Silver $$ Contributor
I recently acquired a mint copy of the 1995 hardback reproduction of Sharpe's The Rifle in America. And it is a beautiful edition that preserves a lot of information about the history of American arms.

But I was struck by some bad advice in various places, most egregious of which was this passage (from p. 331)

"Suppose one is shooing on a 75-foot range. One carefully aimed "sighting shot" shows an 8 o'clock bullet hole in the target one-half inch low and an inch to the left of the center of the bullseye. To correct for this and bring the succeeding shot into the center of the bullseye, the elevation screw is given two clicks to the left so as to raise the sights two minutes of angle and the windage screw is given four clicks to the left for four minutes of angle. The next shot is centered."

What?? He then goes on to explain correctly that one MOA is approximately one inch at a 100 yards.

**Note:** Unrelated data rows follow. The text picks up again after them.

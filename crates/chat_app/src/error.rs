use thiserror::Error;

#[derive(Error, Debug)]
pub enum TransportError {
    #[error("transport closed")]
    Closed,

    #[error("send failed: {0}")]
    Send(String),
}

#[derive(Error, Debug)]
pub enum ChatAppError {
    #[error("Transport error: {0}")]
    Transport(#[from] TransportError),

    #[error("Auth error: {0}")]
    Auth(#[from] auth_client::AuthError),
}
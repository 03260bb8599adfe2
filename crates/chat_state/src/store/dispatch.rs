//! Store - the three containers and the dispatcher that mutates them

use serde::Serialize;

use super::actions::{Container, StoreAction};
use super::chat::ChatState;
use super::connection::ConnectionState;
use super::ui::UiState;

const MAX_HISTORY: usize = 50;

/// Record of one dispatched action.
#[derive(Debug, Clone, PartialEq, Eq, Serialize)]
pub struct Dispatched {
    pub action: &'static str,
    pub container: Container,
    /// Whether the container differs after the action.
    pub changed: bool,
}

/// The application state, owned by the front end and passed to pages by
/// reference.
#[derive(Debug, Clone)]
pub struct Store {
    chat: ChatState,
    connection: ConnectionState,
    ui: UiState,
    /// Dispatch history (limited).
    history: Vec<Dispatched>,
    max_history: usize,
}

impl Default for Store {
    fn default() -> Self {
        Self::new()
    }
}

impl Store {
    /// Seeded chat list, disconnected, all UI flags off.
    pub fn new() -> Self {
        Self::with_state(ChatState::seeded(), ConnectionState::default(), UiState::default())
    }

    pub fn with_state(chat: ChatState, connection: ConnectionState, ui: UiState) -> Self {
        Self {
            chat,
            connection,
            ui,
            history: Vec::new(),
            max_history: MAX_HISTORY,
        }
    }

    pub fn chat(&self) -> &ChatState {
        &self.chat
    }

    pub fn connection(&self) -> &ConnectionState {
        &self.connection
    }

    pub fn ui(&self) -> &UiState {
        &self.ui
    }

    pub fn history(&self) -> &[Dispatched] {
        &self.history
    }

    /// Apply an action to the container that owns it.
    pub fn dispatch(&mut self, action: StoreAction) -> Dispatched {
        let name = action.name();
        let container = action.container();
        let changed = self.apply(action);

        tracing::trace!(action = name, ?container, changed, "dispatch");

        let record = Dispatched {
            action: name,
            container,
            changed,
        };

        self.history.push(record.clone());
        if self.history.len() > self.max_history {
            self.history.remove(0);
        }

        record
    }

    fn apply(&mut self, action: StoreAction) -> bool {
        use StoreAction::*;

        match action {
            // ========== Chat ==========
            SetChats(chats) => {
                let changed = self.chat.chats() != chats.as_slice();
                self.chat.set_chats(chats);
                changed
            }
            AddChat(chat) => {
                self.chat.add_chat(chat);
                true
            }
            SetActiveChat(id) => {
                let changed = !self.chat.is_active(&id);
                self.chat.set_active_chat(id);
                changed
            }
            SetMessages(messages) => {
                let changed = self.chat.messages() != messages.as_slice();
                self.chat.set_messages(messages);
                changed
            }
            AddMessage(message) => {
                self.chat.add_message(message);
                true
            }
            ClearMessages => {
                let changed = !self.chat.messages().is_empty();
                self.chat.clear_messages();
                changed
            }

            // ========== Connection ==========
            SetConnectionStatus(status) => self.update_connection(|c| c.set_status(status)),
            SetIsSending(sending) => self.update_connection(|c| c.set_is_sending(sending)),
            MarkConnected => self.update_connection(ConnectionState::mark_connected),
            MarkDisconnected => self.update_connection(ConnectionState::mark_disconnected),
            MarkConnecting => self.update_connection(ConnectionState::mark_connecting),

            // ========== UI ==========
            SetIsSidebarOpen(open) => self.update_ui(|ui| ui.set_sidebar_open(open)),
            ToggleSidebar => self.update_ui(UiState::toggle_sidebar),
            SetShowNewChatModal(show) => self.update_ui(|ui| ui.set_show_new_chat_modal(show)),
            SetNewChatName(name) => self.update_ui(|ui| ui.set_new_chat_name(name)),
            ResetNewChatModal => self.update_ui(UiState::reset_new_chat_modal),
        }
    }

    fn update_connection(&mut self, f: impl FnOnce(&mut ConnectionState)) -> bool {
        let before = self.connection.clone();
        f(&mut self.connection);
        before != self.connection
    }

    fn update_ui(&mut self, f: impl FnOnce(&mut UiState)) -> bool {
        let before = self.ui.clone();
        f(&mut self.ui);
        before != self.ui
    }

    /// Drop the dispatch history.
    pub fn clear_history(&mut self) {
        self.history.clear();
    }
}

#[cfg(test)]
mod tests {
    use chat_core::{Conversation, Message};

    use super::*;
    use crate::store::ConnectionStatus;

    fn active_count(store: &Store) -> usize {
        store.chat().views().iter().filter(|v| v.active).count()
    }

    #[test]
    fn test_dispatch_routes_to_containers() {
        let mut store = Store::new();

        store.dispatch(StoreAction::MarkConnecting);
        assert_eq!(store.connection().status, ConnectionStatus::Connecting);

        store.dispatch(StoreAction::SetIsSidebarOpen(true));
        assert!(store.ui().is_sidebar_open);

        store.dispatch(StoreAction::AddMessage(Message::user("hello")));
        assert_eq!(store.chat().messages().len(), 1);
    }

    #[test]
    fn test_changed_flag() {
        let mut store = Store::new();
        assert!(!store.dispatch(StoreAction::ClearMessages).changed);
        assert!(!store.dispatch(StoreAction::SetActiveChat("1".into())).changed);
        assert!(store.dispatch(StoreAction::SetActiveChat("2".into())).changed);
        assert!(!store.dispatch(StoreAction::MarkDisconnected).changed);
        assert!(store.dispatch(StoreAction::ToggleSidebar).changed);
    }

    #[test]
    fn test_at_most_one_active_across_actions() {
        let mut store = Store::new();
        let actions = vec![
            StoreAction::AddChat(Conversation::new("a", "A")),
            StoreAction::SetActiveChat("a".into()),
            StoreAction::AddChat(Conversation::new("b", "B")),
            StoreAction::SetActiveChat("3".into()),
            StoreAction::SetChats(vec![Conversation::new("x", "X"), Conversation::new("y", "Y")]),
            StoreAction::SetActiveChat("y".into()),
            StoreAction::AddChat(Conversation::new("z", "Z")),
        ];
        for action in actions {
            store.dispatch(action);
            assert!(active_count(&store) <= 1);
        }
        assert_eq!(active_count(&store), 1);
    }

    #[test]
    fn test_history_is_bounded() {
        let mut store = Store::new();
        for _ in 0..(MAX_HISTORY + 10) {
            store.dispatch(StoreAction::ToggleSidebar);
        }
        assert_eq!(store.history().len(), MAX_HISTORY);
        assert_eq!(store.history()[0].action, "toggle_sidebar");

        store.clear_history();
        assert!(store.history().is_empty());
    }
}
use serde::{Deserialize, Serialize};

#[derive(Debug, Clone, PartialEq, Eq, Serialize, Deserialize)]
pub struct LoginRequest {
    pub email: String,
    pub password: String,
}

#[derive(Debug, Clone, PartialEq, Eq, Serialize, Deserialize)]
#[serde(rename_all = "camelCase")]
pub struct FullName {
    pub first_name: String,
    pub last_name: String,
}

#[derive(Debug, Clone, PartialEq, Eq, Serialize, Deserialize)]
#[serde(rename_all = "camelCase")]
pub struct RegisterRequest {
    pub full_name: FullName,
    pub email: String,
    pub password: String,
}

/// A successful answer from an auth endpoint. The body is kept verbatim;
/// nothing in the client interprets it.
#[derive(Debug, Clone, PartialEq, Eq)]
pub struct AuthResponse {
    pub status: u16,
    pub body: String,
}
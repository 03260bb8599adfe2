use auth_client::{AuthApi, FieldErrors, RegisterForm};

use super::SubmitOutcome;
use crate::router::{Navigator, Route};

#[derive(Debug, Clone, Default)]
pub struct RegisterPage {
    pub form: RegisterForm,
    errors: FieldErrors,
    is_loading: bool,
}

impl RegisterPage {
    pub fn new(form: RegisterForm) -> Self {
        Self {
            form,
            ..Default::default()
        }
    }

    pub fn errors(&self) -> &FieldErrors {
        &self.errors
    }

    pub fn is_loading(&self) -> bool {
        self.is_loading
    }

    /// Validate, then POST the registration. Once the request resolves the
    /// page returns home whether or not it succeeded.
    pub async fn submit(&mut self, api: &dyn AuthApi, nav: &mut Navigator) -> SubmitOutcome {
        let request = match self.form.validate() {
            Ok(request) => request,
            Err(errors) => {
                tracing::debug!(%errors, "register form rejected");
                self.errors = errors.clone();
                return SubmitOutcome::Rejected(errors);
            }
        };
        self.errors = FieldErrors::default();

        tracing::debug!(email = %request.email, "register data");
        self.is_loading = true;
        let result = api.register(&request).await;
        self.is_loading = false;
        nav.navigate(Route::Home);

        match result {
            Ok(response) => SubmitOutcome::Succeeded(response),
            Err(e) => {
                tracing::error!("Registration error: {}", e);
                SubmitOutcome::Failed(e)
            }
        }
    }
}
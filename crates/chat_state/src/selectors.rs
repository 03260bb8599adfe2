//! Read-only views over the store, one per field a page renders.

use chat_core::{Conversation, Message};

use crate::store::{ConnectionStatus, ConversationView, Store};

/// Header title used when the active id names no conversation.
pub const UNTITLED_CHAT: &str = "New Chat";

pub fn chats(store: &Store) -> Vec<ConversationView> {
    store.chat().views()
}

pub fn active_chat_id(store: &Store) -> Option<&str> {
    store.chat().active_chat()
}

pub fn messages(store: &Store) -> &[Message] {
    store.chat().messages()
}

pub fn active_chat(store: &Store) -> Option<&Conversation> {
    active_chat_id(store).and_then(|id| store.chat().find(id))
}

pub fn active_chat_title(store: &Store) -> &str {
    active_chat(store)
        .map(|c| c.title.as_str())
        .unwrap_or(UNTITLED_CHAT)
}

pub fn connection_status(store: &Store) -> ConnectionStatus {
    store.connection().status
}

pub fn is_sending(store: &Store) -> bool {
    store.connection().is_sending
}

pub fn is_connected(store: &Store) -> bool {
    store.connection().is_connected()
}

pub fn is_sidebar_open(store: &Store) -> bool {
    store.ui().is_sidebar_open
}

pub fn show_new_chat_modal(store: &Store) -> bool {
    store.ui().show_new_chat_modal
}

pub fn new_chat_name(store: &Store) -> &str {
    &store.ui().new_chat_name
}
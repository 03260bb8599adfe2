use auth_client::{AuthApi, FieldErrors, LoginForm};

use super::SubmitOutcome;
use crate::router::{Navigator, Route};

#[derive(Debug, Clone, Default)]
pub struct LoginPage {
    pub form: LoginForm,
    errors: FieldErrors,
    is_loading: bool,
}

impl LoginPage {
    pub fn new(form: LoginForm) -> Self {
        Self {
            form,
            ..Default::default()
        }
    }

    pub fn errors(&self) -> &FieldErrors {
        &self.errors
    }

    pub fn is_loading(&self) -> bool {
        self.is_loading
    }

    /// Validate, then POST the credentials. Success moves to the chat page;
    /// a failed request is logged and the page stays put.
    pub async fn submit(&mut self, api: &dyn AuthApi, nav: &mut Navigator) -> SubmitOutcome {
        let request = match self.form.validate() {
            Ok(request) => request,
            Err(errors) => {
                tracing::debug!(%errors, "login form rejected");
                self.errors = errors.clone();
                return SubmitOutcome::Rejected(errors);
            }
        };
        self.errors = FieldErrors::default();

        self.is_loading = true;
        let result = api.login(&request).await;
        self.is_loading = false;

        match result {
            Ok(response) => {
                tracing::info!(status = response.status, "login succeeded");
                nav.navigate(Route::Chat);
                SubmitOutcome::Succeeded(response)
            }
            Err(e) => {
                tracing::error!("Login error: {}", e);
                SubmitOutcome::Failed(e)
            }
        }
    }
}
//! Page controllers

mod chat;
mod home;
mod login;
mod register;

pub use chat::{ChatPage, ModalKey, SendOutcome};
pub use home::HomePage;
pub use login::LoginPage;
pub use register::RegisterPage;

use auth_client::{AuthError, AuthResponse, FieldErrors};

/// Result of submitting an auth form.
#[derive(Debug)]
pub enum SubmitOutcome {
    /// Local validation failed; nothing was sent.
    Rejected(FieldErrors),
    /// The endpoint accepted the request.
    Succeeded(AuthResponse),
    /// The request was sent and failed. Already logged.
    Failed(AuthError),
}

impl SubmitOutcome {
    pub fn is_success(&self) -> bool {
        matches!(self, Self::Succeeded(_))
    }
}
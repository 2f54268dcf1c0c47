use serde::{Deserialize, Serialize};
use std::fmt;
use std::str::FromStr;

/// How raw text is pulled out of a statement file.
#[derive(Debug, Clone, Copy, PartialEq, Eq, Hash, Serialize, Deserialize)]
#[serde(rename_all = "kebab-case")]
pub enum ExtractionMethod {
    /// Embedded PDF text layer
    PdfText,
    /// Rasterise each page, then OCR
    Ocr,
    /// Remote document-to-markdown conversion
    Markdown,
}

impl ExtractionMethod {
    pub const ALL: [ExtractionMethod; 3] = [
        ExtractionMethod::PdfText,
        ExtractionMethod::Ocr,
        ExtractionMethod::Markdown,
    ];

    pub fn as_str(&self) -> &'static str {
        match self {
            ExtractionMethod::PdfText => "pdf-text",
            ExtractionMethod::Ocr => "ocr",
            ExtractionMethod::Markdown => "markdown",
        }
    }
}

impl fmt::Display for ExtractionMethod {
    fn fmt(&self, f: &mut fmt::Formatter<'_>) -> fmt::Result {
        f.write_str(self.as_str())
    }
}

impl FromStr for ExtractionMethod {
    type Err = String;

    fn from_str(s: &str) -> Result<Self, Self::Err> {
        match s.trim().to_ascii_lowercase().as_str() {
            "pdf-text" | "pdf" | "text" => Ok(ExtractionMethod::PdfText),
            "ocr" | "image-ocr" | "image ocr" => Ok(ExtractionMethod::Ocr),
            "markdown" | "llama-parse" | "remote" => Ok(ExtractionMethod::Markdown),
            other => Err(format!(
                "unknown extraction method '{other}' (expected pdf-text, ocr or markdown)"
            )),
        }
    }
}

#[cfg(test)]
mod tests {
    use super::*;

    #[test]
    fn test_method_names() {
        for m in ExtractionMethod::ALL {
            assert_eq!(m.as_str().parse::<ExtractionMethod>().unwrap(), m);
        }
        assert_eq!("image OCR".parse::<ExtractionMethod>().unwrap(), ExtractionMethod::Ocr);
        assert!("fax".parse::<ExtractionMethod>().is_err());
    }
}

Am I missing something here?
 
Assuming his scope is adjusting at 1/2” per click at 100 yards (very rough adjustment), at 75 feet which is 25 yards (or 1/4 of the 100 yards) each click would move his point of impact (1/2)/4=0.125” therefore he’d need 4 clicks of elevation in the upward direction, and double that or 8 clicks of windage adjustment to the right.
The only way his math would make sense is if each click represented approx 1” at 100 yards, which I suppose they may have made open sights with such rough adjustments on an old rifle.
Dave
 
You need to view the book thru 1937 eyes. Scope technology to be precise. Unertl was the king, but you can make the adjustments based on three separate and distinct settings. External adjustment scopes have scope blocks that can be set at three lengths between front and rear that I am aware of. I have single shot rifles with the blocks set at 7.2", 11.4", and 14.4" spacing. Each setting moves POI a different amount at 100 yards. 7.2" = 1 inch per click. 11.4 = 1/2" per click, and the 14.2 = 1/4". Note that14.2" is twice the 7.2" spacing.
I own about half a dozen of the big Unertls. Two measure 15 1/2" and 16.5" long. A third is 25 1/2" long.
I own a Zischang barreled Stevens 44 1/2 Schuetzen rifle in 32-40. The blocks are the 7.2" apart spacing. Schuetzen centerfire matches are a 2" bull (iirc) at 200 yards.
For more information on the scopes of "little Phil Sharpe"* as Elmer Keith referred to him see Dewey Greiner's website.

ISS

* Elmer Keith was 2" taller than Sharpe. The two were in competition for articles in the only real gun magazine at the time. The American Rifleman.
 
I recently acquired a mint copy of the 1995 hardback reproduction of Sharpe's The Rifle in America. And it is a beautiful edition that preserves a lot of information about the history of American arms.

But I was struck by some bad advice in various places, most egregious of which was this passage (from p. 331)

"Suppose one is shooing on a 75-foot range. One carefully aimed "sighting shot" shows an 8 o'clock bullet hole in the target one-half inch low and an inch to the left of the center of the bullseye. To correct for this and bring the succeeding shot into the center of the bullseye, the elevation screw is given two clicks to the left so as to raise the sights two minutes of angle and the windage screw is given four clicks to the left for four minutes of angle. The next shot is centered."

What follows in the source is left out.